15. Considérant qu’il résulte de tout ce qui précède que le Dr F n’a pas tiré toutes les conséquences de sa radiation ce qui l’a conduit à des négligences relevées notamment aux points 6 et 8 et à adopter un comportement critiquable dans ses démarches en vue d’exercer la profession d’ostéopathe ; que cet ensemble de faits, rapproché de la gravité des fautes ayant entraîné sa radiation, ne permet pas aux autorités ordinales de lui faire la confiance nécessaire pour lui permettre de reprendre son activité de médecin en bénéficiant d’un relèvement d’incapacité, qui, dans les circonstances de l’affaire, paraît prématuré ; que, par suite, le conseil départemental du Loiret est fondé à demander l’annulation de la décision de la chambre disciplinaire de première instance du Centre, en date du 19 mars 2014, ayant relevé le Dr F de son incapacité ; qu’il y a lieu de rejeter la demande de ce dernier tendant à bénéficier des dispositions de l’article L. 4124-8 du code de la santé publique ;

PAR CES MOTIFS,
D E C I D E :

Article 1er : La décision de la chambre disciplinaire de première instance du Centre, en date du 19 mars 2014, est annulée.

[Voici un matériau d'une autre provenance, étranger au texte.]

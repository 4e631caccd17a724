pub mod health;
pub mod ui;

use axum::{
    extract::DefaultBodyLimit,
    routing::{get, patch, post},
    Router,
};

use crate::recruiter;
use crate::resume::handlers as resume_handlers;
use crate::state::AppState;
use crate::tracker::handlers as tracker_handlers;

pub fn build_router(state: AppState, max_upload_bytes: usize) -> Router {
    Router::new()
        .route("/", get(ui::index_handler))
        .route("/health", get(health::health_handler))
        // Students
        .route(
            "/api/v1/resumes/evaluate",
            post(resume_handlers::handle_evaluate),
        )
        // Tracker sidebar
        .route(
            "/api/v1/applications",
            post(tracker_handlers::handle_add_application)
                .get(tracker_handlers::handle_list_applications),
        )
        .route(
            "/api/v1/applications/:id",
            patch(tracker_handlers::handle_update_application)
                .delete(tracker_handlers::handle_delete_application),
        )
        // Recruiters
        .route(
            "/api/v1/recruiter/matches",
            post(recruiter::handle_find_matches),
        )
        .layer(DefaultBodyLimit::max(max_upload_bytes))
        .with_state(state)
}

Article 2 : La demande du Dr F tendant à bénéficier des dispositions de l’article L. 4124-8 du code de la santé publique est rejetée.

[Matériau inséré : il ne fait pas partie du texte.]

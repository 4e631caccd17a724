use std::sync::Arc;

use crate::llm_client::GenerativeModel;
use crate::resume::pdf::PdfRasterizer;
use crate::tracker::store::TrackerStore;

/// Shared application state injected into all route handlers via Axum extractors.
#[derive(Clone)]
pub struct AppState {
    /// Pluggable model backend. Default: GeminiClient.
    pub model: Arc<dyn GenerativeModel>,
    /// Pluggable first-page renderer. Default: PdfiumRasterizer.
    pub rasterizer: Arc<dyn PdfRasterizer>,
    pub tracker: TrackerStore,
}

Article 3 : La présente décision sera notifiée au Dr Jean-François F, au conseil départemental de l’ordre des médecins du Loiret, à la chambre disciplinaire de première instance du Centre, au préfet du Loiret, au directeur général de l’agence régionale de santé du Centre, au procureur de la République près le tribunal de grande instance d’Orléans, au conseil national de l’ordre des médecins, au ministre chargé de la santé et à tous les conseils départementaux.

Ainsi fait et délibéré par : M. Franc, président de section honoraire au Conseil d’Etat, président ; Mme le Dr Bohl, MM. les Drs Blanc, Emmery et Fillol, membres.

Le président de section honoraire au Conseil d’Etat, président de la chambre disciplinaire nationale de l’ordre des médecins

Michel Franc
Le greffier en chef


Isabelle Levard

La République mande et ordonne au ministre de la santé en ce qui le concerne, ou à tous huissiers de justice à ce requis en ce qui concerne les voies de droit commun contre les parties privées, de pourvoir à l’exécution de la présente décision.